Americans Favor Obamacare Over GOP Replacements Two-To-One

New polling indicates that the Affordable Care Act has gained in popularity with the American public, while Republican reform efforts are viewed overwhelmingly negatively.

congress-healthcare

A new poll indicates that the American public opposes the Republican health care reform plan and that support for the Affordable Care Act is hitting new highs:

Republicans racing to pass a bill that would overhaul the Affordable Care Act (better known as Obamacare) certainly understand that their efforts aren’t polling well. In survey after survey, a majority of respondents view their legislative proposals unfavorably. At the same time, survey after survey shows Obamacare as more popular than not.
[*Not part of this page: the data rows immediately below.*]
//! Client builder and runtime loop.
//!
//! The [`ClientBuilder`] configures a connection and [`SpreadClient`] is
//! the running handle. The client owns a single session task that:
//! 1. Connects to the daemon over TCP
//! 2. Runs the authentication handshake via the session state machine
//! 3. Reads frames and surfaces decoded messages as [`SpreadEvent`]s
//! 4. Reconnects with exponential backoff when the connection drops
//!
//! Consumer calls (`send`, `join`, `close`) travel to the task over a
//! command channel; inbound events come back over an unbounded event
//! channel the consumer drains with [`SpreadClient::recv`].
//!
//! # Example
//!
//! ```ignore
//! use spread_client::{SpreadClient, SpreadEvent};
//!
//! #[tokio::main]
//! async fn main() -> Result<(), Box<dyn std::error::Error>> {
//!     let mut client = SpreadClient::builder("svc1", "127.0.0.1", 4803, "chat")
//!         .connect()?;
//!
//!     while let Some(event) = client.recv().await {
//!         match event {
//!             SpreadEvent::Authenticated { .. } => client.join("chat").await?,
//!             SpreadEvent::Message { channel, text } => {
//!                 println!("[{}] {}", channel, text);
//!             }
//!             _ => {}
//!         }
//!     }
//!     Ok(())
//! }
//! ```

use std::pin::Pin;
use std::time::Duration;

use tokio::io::{AsyncRead, AsyncReadExt, AsyncWrite, AsyncWriteExt};
use tokio::net::TcpStream;
use tokio::sync::{mpsc, oneshot};
use tokio::task::JoinHandle;
use tokio::time::{self, Sleep};

use crate::config::SpreadConfig;
use crate::error::{Result, SpreadError};
use crate::session::Session;

/// Capacity of the consumer-to-task command channel.
const COMMAND_CHANNEL_CAPACITY: usize = 64;

/// Read buffer size for the transport loop.
const READ_BUFFER_SIZE: usize = 64 * 1024;

/// An event delivered to the consumer.
///
/// Events preserve arrival order; delivery is backpressure-free (the event
/// channel is unbounded, the session task never blocks on the consumer).
#[derive(Debug)]
pub enum SpreadEvent {
    /// Transport connected; the identity frame is about to be sent.
    Connected,
    /// The daemon assigned a private group; `join` is now legal.
    Authenticated {
        /// Daemon-assigned private group name.
        private_group: String,
    },
    /// A fully decoded application message.
    Message {
        /// Channel the message was sent to.
        channel: String,
        /// Message text.
        text: String,
    },
    /// A transport or protocol error, passed through unmodified.
    Error(SpreadError),
    /// Session torn down; reconnection follows if enabled.
    Closed,
}

/// Consumer request delivered to the session task.
enum Command {
    Send {
        text: String,
        channel: Option<String>,
    },
    Join {
        channel: String,
        reply: oneshot::Sender<Result<()>>,
    },
    Shutdown,
}

/// Builder for configuring and starting a client.
pub struct ClientBuilder {
    config: SpreadConfig,
}

impl ClientBuilder {
    /// Create a builder with default tunables.
    pub fn new(name: &str, host: &str, port: u16, default_channel: &str) -> Self {
        Self {
            config: SpreadConfig::new(name, host, port, default_channel),
        }
    }

    /// Create a builder from a loaded configuration.
    pub fn from_config(config: SpreadConfig) -> Self {
        Self { config }
    }

    /// Enable or disable automatic reconnection (default: enabled).
    pub fn reconnect(mut self, enabled: bool) -> Self {
        self.config.reconnect = enabled;
        self
    }

    /// Set the settle window between authentication and the pending-send
    /// flush (default: 10 s).
    pub fn settle_delay(mut self, delay: Duration) -> Self {
        self.config.settle_ms = delay.as_millis() as u64;
        self
    }

    /// Set the reconnect backoff: initial delay, doubling up to `max`.
    pub fn reconnect_backoff(mut self, initial: Duration, max: Duration) -> Self {
        self.config.reconnect_initial_ms = initial.as_millis() as u64;
        self.config.reconnect_max_ms = max.as_millis() as u64;
        self
    }

    /// Set the maximum accepted trailing length per inbound frame.
    pub fn max_frame_bytes(mut self, max: u32) -> Self {
        self.config.max_frame_bytes = max;
        self
    }

    /// Validate the configuration and spawn the session task.
    ///
    /// Connection progress is reported through events; this call itself
    /// only fails on invalid configuration.
    pub fn connect(self) -> Result<SpreadClient> {
        self.config.validate()?;

        let (command_tx, command_rx) = mpsc::channel(COMMAND_CHANNEL_CAPACITY);
        let (event_tx, event_rx) = mpsc::unbounded_channel();
        let task = tokio::spawn(run(self.config, command_rx, event_tx));

        Ok(SpreadClient {
            commands: command_tx,
            events: event_rx,
            task,
        })
    }
}

/// A running client handle.
pub struct SpreadClient {
    commands: mpsc::Sender<Command>,
    events: mpsc::UnboundedReceiver<SpreadEvent>,
    task: JoinHandle<()>,
}

impl SpreadClient {
    /// Create a client builder.
    pub fn builder(name: &str, host: &str, port: u16, default_channel: &str) -> ClientBuilder {
        ClientBuilder::new(name, host, port, default_channel)
    }

    /// Receive the next event.
    ///
    /// Returns `None` once the session task has ended and all events were
    /// drained.
    pub async fn recv(&mut self) -> Option<SpreadEvent> {
        self.events.recv().await
    }

    /// Send `text` to the default channel.
    ///
    /// Legal in any state: if the session is not ready yet the message is
    /// queued and flushed after the settle window.
    pub async fn send(&self, text: &str) -> Result<()> {
        self.send_command(Command::Send {
            text: text.to_string(),
            channel: None,
        })
        .await
    }

    /// Send `text` to a specific channel.
    pub async fn send_to(&self, channel: &str, text: &str) -> Result<()> {
        self.send_command(Command::Send {
            text: text.to_string(),
            channel: Some(channel.to_string()),
        })
        .await
    }

    /// Request membership in `channel`.
    ///
    /// Resolves with `Err(SpreadError::InvalidState(..))` when called
    /// before the session is authenticated.
    pub async fn join(&self, channel: &str) -> Result<()> {
        let (reply_tx, reply_rx) = oneshot::channel();
        self.send_command(Command::Join {
            channel: channel.to_string(),
            reply: reply_tx,
        })
        .await?;
        reply_rx.await.map_err(|_| SpreadError::ConnectionClosed)?
    }

    /// Shut the session down and wait for the task to finish.
    ///
    /// Cancels any armed settle timer and pending reconnect.
    pub async fn close(self) -> Result<()> {
        let _ = self.commands.send(Command::Shutdown).await;
        self.task.await.map_err(|e| {
            SpreadError::Protocol(format!("session task panicked: {}", e))
        })
    }

    async fn send_command(&self, command: Command) -> Result<()> {
        self.commands
            .send(command)
            .await
            .map_err(|_| SpreadError::ConnectionClosed)
    }
}

/// Why one connection's drive loop ended.
enum Exit {
    /// The transport closed or errored; reconnect may follow.
    Closed,
    /// The consumer requested shutdown.
    Shutdown,
}

/// Session task body: connect, drive, reconnect.
async fn run(
    config: SpreadConfig,
    mut commands: mpsc::Receiver<Command>,
    events: mpsc::UnboundedSender<SpreadEvent>,
) {
    let mut session = Session::new(&config.name, &config.default_channel, config.max_frame_bytes);
    let mut delay = config.reconnect_initial();

    loop {
        match TcpStream::connect((config.host.as_str(), config.port)).await {
            Ok(stream) => {
                if let Err(e) = stream.set_nodelay(true) {
                    tracing::warn!(error = %e, "failed to set TCP_NODELAY");
                }
                delay = config.reconnect_initial();
                tracing::info!(host = %config.host, port = config.port, "connected");

                let exit = drive(
                    stream,
                    &mut session,
                    &mut commands,
                    &events,
                    config.settle_delay(),
                )
                .await;

                match exit {
                    Ok(Exit::Shutdown) => {
                        tracing::debug!("session task shutting down");
                        return;
                    }
                    Ok(Exit::Closed) => {
                        let _ = events.send(SpreadEvent::Closed);
                    }
                    Err(e) => {
                        tracing::warn!(error = %e, "connection failed");
                        let _ = events.send(SpreadEvent::Error(e));
                        let _ = events.send(SpreadEvent::Closed);
                    }
                }
                session.reset();
            }
            Err(e) => {
                tracing::warn!(error = %e, "connect failed");
                let _ = events.send(SpreadEvent::Error(e.into()));
            }
        }

        if !config.reconnect {
            return;
        }
        tracing::info!(delay = ?delay, "reconnecting");
        if !wait_for_reconnect(delay, &mut session, &mut commands, &events).await {
            return;
        }
        delay = (delay * 2).min(config.reconnect_max());
    }
}

/// Sleep out the backoff delay while still servicing consumer commands.
///
/// Sends queue into the session (they flush after the next handshake);
/// joins are rejected since no connection exists. Returns `false` on
/// shutdown.
async fn wait_for_reconnect(
    delay: Duration,
    session: &mut Session,
    commands: &mut mpsc::Receiver<Command>,
    events: &mpsc::UnboundedSender<SpreadEvent>,
) -> bool {
    let deadline = time::Instant::now() + delay;
    loop {
        tokio::select! {
            _ = time::sleep_until(deadline) => return true,
            command = commands.recv() => match command {
                None | Some(Command::Shutdown) => return false,
                Some(Command::Send { text, channel }) => {
                    if let Err(e) = session.send(&text, channel.as_deref()) {
                        let _ = events.send(SpreadEvent::Error(e));
                    }
                }
                Some(Command::Join { reply, .. }) => {
                    let _ = reply.send(Err(SpreadError::InvalidState(session.state())));
                }
            },
        }
    }
}

/// Drive one connection until it closes or the consumer shuts down.
async fn drive<S>(
    stream: S,
    session: &mut Session,
    commands: &mut mpsc::Receiver<Command>,
    events: &mpsc::UnboundedSender<SpreadEvent>,
    settle_delay: Duration,
) -> Result<Exit>
where
    S: AsyncRead + AsyncWrite + Unpin,
{
    let (mut reader, mut writer) = tokio::io::split(stream);

    let _ = events.send(SpreadEvent::Connected);
    let identity = session.on_connect()?;
    writer.write_all(&identity).await?;

    // One-shot settle timer, armed when authentication completes.
    let mut settle: Option<Pin<Box<Sleep>>> = None;
    let mut buf = vec![0u8; READ_BUFFER_SIZE];

    loop {
        tokio::select! {
            read = reader.read(&mut buf) => {
                let n = match read {
                    Ok(0) => return Ok(Exit::Closed),
                    Ok(n) => n,
                    Err(e) => return Err(e.into()),
                };
                let step = session.on_data(&buf[..n])?;
                for frame in &step.writes {
                    writer.write_all(frame).await?;
                }
                if step.authenticated {
                    let _ = events.send(SpreadEvent::Authenticated {
                        private_group: session.private_group().to_string(),
                    });
                    settle = Some(Box::pin(time::sleep(settle_delay)));
                }
                for (channel, text) in step.messages {
                    let _ = events.send(SpreadEvent::Message { channel, text });
                }
            }

            command = commands.recv() => match command {
                None | Some(Command::Shutdown) => return Ok(Exit::Shutdown),
                Some(Command::Send { text, channel }) => {
                    match session.send(&text, channel.as_deref()) {
                        Ok(Some(frame)) => writer.write_all(&frame).await?,
                        Ok(None) => {}
                        Err(e) => {
                            // A bad channel name spoils one send, not the
                            // connection.
                            let _ = events.send(SpreadEvent::Error(e));
                        }
                    }
                }
                Some(Command::Join { channel, reply }) => {
                    match session.join(&channel) {
                        Ok(frame) => {
                            writer.write_all(&frame).await?;
                            let _ = reply.send(Ok(()));
                        }
                        Err(e) => {
                            let _ = reply.send(Err(e));
                        }
                    }
                }
            },

            _ = async { settle.as_mut().expect("settle timer armed").await },
                if settle.is_some() =>
            {
                settle = None;
                let frames = session.drain_pending()?;
                tracing::debug!(count = frames.len(), "settle window elapsed, flushing queue");
                for frame in frames {
                    writer.write_all(&frame).await?;
                }
            }
        }
    }
}

#[cfg(test)]
mod tests {
    use super::*;

    #[test]
    fn test_builder_defaults() {
        let builder = SpreadClient::builder("svc1", "127.0.0.1", 4803, "chat");
        assert!(builder.config.reconnect);
        assert_eq!(builder.config.settle_ms, 10_000);
    }

    #[test]
    fn test_builder_configuration() {
        let builder = SpreadClient::builder("svc1", "127.0.0.1", 4803, "chat")
            .reconnect(false)
            .settle_delay(Duration::from_millis(50))
            .reconnect_backoff(Duration::from_millis(10), Duration::from_secs(1))
            .max_frame_bytes(4096);

        assert!(!builder.config.reconnect);
        assert_eq!(builder.config.settle_ms, 50);
        assert_eq!(builder.config.reconnect_initial_ms, 10);
        assert_eq!(builder.config.reconnect_max_ms, 1000);
        assert_eq!(builder.config.max_frame_bytes, 4096);
    }

    #[tokio::test]
    async fn test_connect_rejects_invalid_config() {
        let result = SpreadClient::builder("", "127.0.0.1", 4803, "chat").connect();
        assert!(matches!(result, Err(SpreadError::Config(_))));
    }

    #[test]
    fn test_builder_from_config() {
        let config = SpreadConfig::new("svc1", "daemon.internal", 14803, "chat");
        let builder = ClientBuilder::from_config(config);
        assert_eq!(builder.config.host, "daemon.internal");
        assert_eq!(builder.config.port, 14803);
    }
}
In the new Washington Post-ABC News poll released Sunday, we decided to ask the question directly: Which do you prefer, Obamacare or the Republican replacement plan?

By a 2-to-1 margin — 50 percent to 24 percent — Americans said they preferred Obamacare.

There’s a split by party, as you might expect, with Democrats broadly favoring the existing law and Republicans the latter. But that split wasn’t even, with 77 percent of Democrats favoring the legislation passed in 2010 by their party and only 59 percent of Republicans favoring their party’s solution. Independents in this case came down on the side of the Democrats, with 49 percent favoring the existing law vs. 20 percent backing the GOP alternative.

What’s more, roughly 6 in 10 Democrats and a third of independents strongly prefer Obamacare. Only 43 percent of Republicans strongly prefer their party’s proposal.

Some respondents, unprompted, said they preferred some other proposal, or neither. One in 10 Democrats offered one of those responses, while about 2 in 10 Republicans and independents did.

More worrisome for Republicans hoping to pass a new bill is how the support broke out by demographic. Only among Republicans, conservatives, white evangelicals and white men without college degrees did more Americans support the GOP bill than Obamacare. In every other group analyzed, including older respondents and white women without college degrees — an important part of President Trump’s voting base in 2016 — backed the existing law by some margin.

This polling mirrors other recent polls that show both the Senate and House reform bills to be widely unpopular both in the nation as a whole and among nearly all demographic groups with the exception of self-identified Republicans, although it’s worth noting that even their support is not nearly as high as you might expect it to be. At the same time, the Affordable Care Act has seemingly become more popular as the debate over the GOP’s various plans as intensified in Congress. One measure of that can be seen in the RealClearPolitics tracking average of polling on the Affordable Care Act where the current average shows the American public favoring the Affordable Care Act to be at an average of 46.8%, while an average of 43.0% oppose the law, The numbers from Pollster are similar, with an average of 47.8% favoring the PPACA and 42.6% opposing it. This continues a trend that shows public sentiment about the law turning positive at roughly the same time that President Trump came into office, which is perhaps an indication that much of the opposition to the Affordable Care Act was driven more by opposition to President Obama than it was to the details of the law itself.

In another new poll that could prove troubling for Republicans, a majority of Americans disapprove of the way President Trump is handling health care:

Americans view healthcare as the most important issue facing the country but are doubtful Congress will pass legislation lowering premiums and covering more people, according to a Bloomberg poll released Monday.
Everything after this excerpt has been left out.